Creamy potato soup is one of those recipes that feels like a warm hug on a chilly day, and this Idaho-inspired version is my personal favorite for coziness and big flavor. With simple ingredients and a truly rich taste, it comes together fast and satisfies every time. You will love how ultra creamy and comforting it is while still letting the potatoes shine without needing lots of heavy toppings.

I first tried this soup on a stormy afternoon and was amazed at how the flavor builds from such everyday ingredients. Now it is my go-to recipe whenever I crave something extra comforting or want to warm up my family quickly.

Ingredients

  • Russet potatoes: look for firm potatoes with no sprouts or green spots as they add silky texture
  • Carrots: add a touch of sweetness plus color choose carrots that feel sturdy and smooth
  • Garlic: use fresh garlic for bold flavor avoid sprouted cloves
  • Water: brings everything together and is the base of the soup filtered water tastes cleanest
  • Better than Bouillon Chicken Base: gives depth pick the original or low sodium depending on your taste
  • Parsley: fresh or dried both work choose bright green parsley for best results
  • Butter: real unsalted butter melts smoothly and helps build flavor
  • Flour: unbleached all purpose thickens the soup choose a well-known brand for best consistency
  • Salt and pepper: add as you go so you can adjust according to taste use fresh ground pepper for a little punch
  • Whole milk: rich creaminess comes from whole milk select the freshest milk you can find

Step-by-Step Instructions

Prepare the Vegetables:
Peel and chop two large russet potatoes into half inch cubes.
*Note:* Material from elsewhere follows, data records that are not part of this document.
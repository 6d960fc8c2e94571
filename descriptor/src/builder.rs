//! Building constraint descriptors from annotations.

use crate::definition::{ConstraintDefinition, GROUPS, PAYLOAD, VALIDATION_APPLIES_TO};
use crate::{
    ConstraintDefinitions, ConstraintDescriptor, ConstraintType, DescriptorError, DescriptorResult,
};
use beanval_core::{Annotation, AttributeValue, TypeName};
use beanval_types::TypeRegistry;
use std::collections::BTreeMap;
use std::fmt;
use std::sync::Arc;

/// The kind of element an annotation was found on.
#[derive(Debug, Clone, Copy, PartialEq, Eq)]
pub enum ElementKind {
    Type,
    Property,
    Parameter,
    ContainerElement,
    Method {
        has_parameters: bool,
        has_return_value: bool,
    },
    Constructor {
        has_parameters: bool,
    },
}

impl ElementKind {
    fn is_executable(&self) -> bool {
        matches!(self, ElementKind::Method { .. } | ElementKind::Constructor { .. })
    }

    fn has_parameters(&self) -> bool {
        match self {
            ElementKind::Method { has_parameters, .. } => *has_parameters,
            ElementKind::Constructor { has_parameters } => *has_parameters,
            _ => false,
        }
    }

    fn has_return_value(&self) -> bool {
        match self {
            ElementKind::Method {
                has_return_value, ..
            } => *has_return_value,
            // Constructors "return" the created object.
            ElementKind::Constructor { .. } => true,
            _ => false,
        }
    }
}

impl fmt::Display for ElementKind {
    fn fmt(&self, f: &mut fmt::Formatter<'_>) -> fmt::Result {
        let name = match self {
            ElementKind::Type => "type",
            ElementKind::Property => "property",
            ElementKind::Parameter => "parameter",
            ElementKind::ContainerElement => "container element",
            ElementKind::Method { .. } => "method",
            ElementKind::Constructor { .. } => "constructor",
        };
        write!(f, "{}", name)
    }
}

/// Where an annotation was declared.
#[derive(Debug, Clone)]
pub struct DescriptorContext {
    /// The type declaring the annotated element; becomes the implicit group.
    pub declaring_type: TypeName,
    pub element: ElementKind,
}

impl DescriptorContext {
    pub fn new(declaring_type: impl Into<TypeName>, element: ElementKind) -> Self {
        Self {
            declaring_type: declaring_type.into(),
            element,
        }
    }
}

/// Builds immutable descriptors, checking annotations against their definitions.
pub struct DescriptorBuilder<'a> {
    definitions: &'a ConstraintDefinitions,
    types: &'a TypeRegistry,
}

impl<'a> DescriptorBuilder<'a> {
    pub fn new(definitions: &'a ConstraintDefinitions, types: &'a TypeRegistry) -> Self {
        Self { definitions, types }
    }

    /// Returns true if the annotation is a registered constraint.
    pub fn is_constraint(&self, annotation: &Annotation) -> bool {
        self.definitions.is_constraint(&annotation.name)
    }

    /// Build the descriptor for a constraint annotation.
    pub fn build(
        &self,
        annotation: &Annotation,
        context: &DescriptorContext,
    ) -> DescriptorResult<ConstraintDescriptor> {
        self.build_with_type(annotation, context, None)
    }

    fn build_with_type(
        &self,
        annotation: &Annotation,
        context: &DescriptorContext,
        required_type: Option<(&str, ConstraintType)>,
    ) -> DescriptorResult<ConstraintDescriptor> {
        let definition = self
            .definitions
            .get(&annotation.name)
            .ok_or_else(|| DescriptorError::unknown_constraint(annotation.name.as_str()))?;

        let attributes = resolve_attributes(definition, annotation)?;
        let constraint_type = self.constraint_type(definition, &attributes, context, required_type)?;

        let declared_groups = types_attribute(&attributes, GROUPS);
        self.check_groups(definition, &declared_groups)?;
        let groups = effective_groups(&declared_groups, &context.declaring_type);
        let payload = types_attribute(&attributes, PAYLOAD);

        let mut composing = Vec::with_capacity(definition.composing.len());
        for child in &definition.composing {
            let mut child_annotation = child.annotation.clone();
            for (from, to) in &child.overrides {
                if let Some(value) = attributes.get(from) {
                    child_annotation.attributes.insert(to.clone(), value.clone());
                }
            }
            child_annotation
                .attributes
                .insert(GROUPS.to_string(), AttributeValue::Types(declared_groups.clone()));
            child_annotation
                .attributes
                .insert(PAYLOAD.to_string(), AttributeValue::Types(payload.clone()));

            let child_def = self
                .definitions
                .get(&child_annotation.name)
                .ok_or_else(|| DescriptorError::unknown_constraint(child_annotation.name.as_str()))?;
            if child_def.supports_generic() && child_def.supports_cross_parameter() {
                let applies_to = match constraint_type {
                    ConstraintType::Generic => "RETURN_VALUE",
                    ConstraintType::CrossParameter => "PARAMETERS",
                };
                child_annotation = child_annotation.with(VALIDATION_APPLIES_TO, applies_to);
            }

            let child_descriptor =
                self.build_with_type(
                &child_annotation,
                context,
                Some((definition.name.as_str(), constraint_type)),
            )?;
            composing.push(Arc::new(child_descriptor));
        }

        Ok(ConstraintDescriptor {
            definition: definition.name.clone(),
            attributes,
            groups,
            payload,
            composing,
            composition: definition.composition,
            report_as_single_violation: definition.report_as_single_violation,
            constraint_type,
        })
    }

    fn constraint_type(
        &self,
        definition: &ConstraintDefinition,
        attributes: &BTreeMap<String, AttributeValue>,
        context: &DescriptorContext,
        required_type: Option<(&str, ConstraintType)>,
    ) -> DescriptorResult<ConstraintType> {
        let name = definition.name.as_str();
        let element = context.element;
        let generic = definition.supports_generic();
        let cross = definition.supports_cross_parameter();

        let constraint_type = if generic && cross {
            let applies_to = attributes
                .get(VALIDATION_APPLIES_TO)
                .and_then(|v| v.as_str())
                .unwrap_or("IMPLICIT");
            match applies_to {
                "PARAMETERS" => ConstraintType::CrossParameter,
                "RETURN_VALUE" => ConstraintType::Generic,
                "IMPLICIT" if element.is_executable() => {
                    match (element.has_parameters(), element.has_return_value()) {
                        (true, true) => {
                            return Err(DescriptorError::AmbiguousValidationTarget {
                                constraint: name.to_string(),
                                element: element.to_string(),
                            })
                        }
                        (true, false) => ConstraintType::CrossParameter,
                        _ => ConstraintType::Generic,
                    }
                }
                "IMPLICIT" => ConstraintType::Generic,
                other => {
                    return Err(DescriptorError::wrong_attribute_type(
                        name,
                        VALIDATION_APPLIES_TO,
                        "one of IMPLICIT, PARAMETERS, RETURN_VALUE",
                        other,
                    ))
                }
            }
        } else if cross {
            ConstraintType::CrossParameter
        } else {
            ConstraintType::Generic
        };

        if constraint_type == ConstraintType::CrossParameter {
            if !element.is_executable() {
                return Err(DescriptorError::CrossParameterNotAllowed {
                    constraint: name.to_string(),
                    element: element.to_string(),
                });
            }
            if !element.has_parameters() {
                return Err(DescriptorError::illegal_target(
                    name,
                    element.to_string(),
                    "cross-parameter constraints need at least one parameter",
                ));
            }
        }

        if let Some((composed, required)) = required_type {
            if required != constraint_type {
                return Err(DescriptorError::ComposingTypeMismatch {
                    composed: composed.to_string(),
                    composing: name.to_string(),
                    composed_type: required.to_string(),
                    composing_type: constraint_type.to_string(),
                });
            }
        }
        Ok(constraint_type)
    }

    fn check_groups(
        &self,
        definition: &ConstraintDefinition,
        groups: &[TypeName],
    ) -> DescriptorResult<()> {
        for group in groups {
            match self.types.get_type_by_name(group.as_str()) {
                None => {
                    return Err(DescriptorError::UnknownGroup {
                        constraint: definition.name.to_string(),
                        group: group.to_string(),
                    })
                }
                Some(def) if !def.is_interface() => {
                    return Err(DescriptorError::GroupNotInterface {
                        constraint: definition.name.to_string(),
                        group: group.to_string(),
                    })
                }
                Some(_) => {}
            }
        }
        Ok(())
    }
}

/// Check declared attributes against the schema and fill in defaults.
fn resolve_attributes(
    definition: &ConstraintDefinition,
    annotation: &Annotation,
) -> DescriptorResult<BTreeMap<String, AttributeValue>> {
    let name = definition.name.as_str();
    let mut resolved = BTreeMap::new();

    for (key, value) in &annotation.attributes {
        let attr_def = definition
            .attribute_def(key)
            .ok_or_else(|| DescriptorError::unknown_attribute(name, key.as_str()))?;
        let coerced = attr_def.kind.coerce(value).ok_or_else(|| {
            DescriptorError::wrong_attribute_type(
                name,
                key.as_str(),
                attr_def.kind.to_string(),
                value.kind_name(),
            )
        })?;
        resolved.insert(key.clone(), coerced);
    }

    for attr_def in &definition.attributes {
        if resolved.contains_key(&attr_def.name) {
            continue;
        }
        match &attr_def.default {
            Some(default) => {
                resolved.insert(attr_def.name.clone(), default.clone());
            }
            None => {
                return Err(DescriptorError::MissingAttribute {
                    constraint: name.to_string(),
                    attribute: attr_def.name.clone(),
                })
            }
        }
    }
    Ok(resolved)
}

fn types_attribute(attributes: &BTreeMap<String, AttributeValue>, key: &str) -> Vec<TypeName> {
    attributes
        .get(key)
        .and_then(|v| v.as_types())
        .map(|types| types.to_vec())
        .unwrap_or_default()
}

/// No groups means `Default`. A constraint in `Default` is also part of
/// the implicit group named after its declaring type.
fn effective_groups(declared: &[TypeName], declaring_type: &TypeName) -> Vec<TypeName> {
    let mut groups: Vec<TypeName> = Vec::new();
    if declared.is_empty() {
        groups.push(TypeName::default_group());
    } else {
        for group in declared {
            if !groups.contains(group) {
                groups.push(group.clone());
            }
        }
    }
    if groups.iter().any(TypeName::is_default_group) && !groups.contains(declaring_type) {
        groups.push(declaring_type.clone());
    }
    groups
}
Dice one to three carrots into small pieces. Peel two garlic cloves and mince finely. A finer chop will help the vegetables cook evenly and blend into the soup smoothly.
Start the Soup Base:
Place the chopped potatoes, carrots, and garlic into a pot that holds at least three quarts. Add three cups of water or enough to just cover the vegetables. Stir in a heaping spoonful of Better than Bouillon and a handful of dried or fresh parsley. Place the pot on the stove over high heat and bring to a boil with the lid vented to prevent boil over.
Simmer until Tender:
Reduce the heat to a medium simmer and let the vegetables cook twenty minutes or until the potatoes and carrots are completely soft. Test doneness by piercing a potato chunk with a fork. Leave the lid slightly off to let excess steam escape.
Make the Roux:
In a second saucepan, melt four tablespoons of butter over medium low heat until just foaming. Sprinkle in four tablespoons of flour with a pinch of salt and plenty of fresh pepper. Stir constantly for two minutes until you smell a nutty aroma and the mixture looks like wet sand.
Build the White Sauce:
Slowly pour in two cups of whole milk to the roux while whisking the entire time. The mixture will seize up and thicken just keep whisking and adding milk a little at a time until totally smooth. Let it simmer gently until thick like heavy cream.
Mash and Combine:
When the vegetables are soft use a potato masher or fork to mash them in the pot to your preferred texture. For a chunkier soup mash just a few times for a completely velvety soup use an immersion blender carefully. Pour the white sauce into the soup pot and mix well.
Final Season and Serve:
Taste the soup and add more salt or pepper if needed. For extra richness stir in sharp cheddar cheese or a spoonful of sour cream right before serving. Spoon into bowls and enjoy steaming hot.
A bowl of soup with cheese and vegetables. Pin
A bowl of soup with cheese and vegetables. | easydiyrecipes.com

This soup taught me to appreciate how russet potatoes turn creamy with just the right mash. My family loves gathering around with big bowls of this soup especially on the first cloudy day of fall. There is something special about seeing everyone build their own bowl with favorite toppings and crusty bread on the side.

Storage Tips

Keep leftovers in a tightly sealed container in the fridge for up to five days. This soup should not be frozen since dairy may make it turn grainy when reheated. If preparing ahead cook the soup as usual let it cool then store in the fridge. Reheat gently over low heat on the stove or in the microwave stirring until hot.

Ingredient Substitutions

Yellow or Yukon Gold potatoes work if russets are unavailable but give a chunkier finish. For extra richness try half and half in place of whole milk. If you do not have Better than Bouillon use good quality chicken or vegetable broth and season as needed. To make it vegetarian use vegetable base instead of chicken.

Serving Suggestions

This soup pairs beautifully with simple salads like a basic green salad or something sweet and tangy such as spinach salad with fruit. Crispy bread rolls or homemade garlic bread will help soak up every bit of the creamy broth. For toppings try shredded cheddar green onions chopped parsley roasted veggies or even crumbled crispy bacon if you wish.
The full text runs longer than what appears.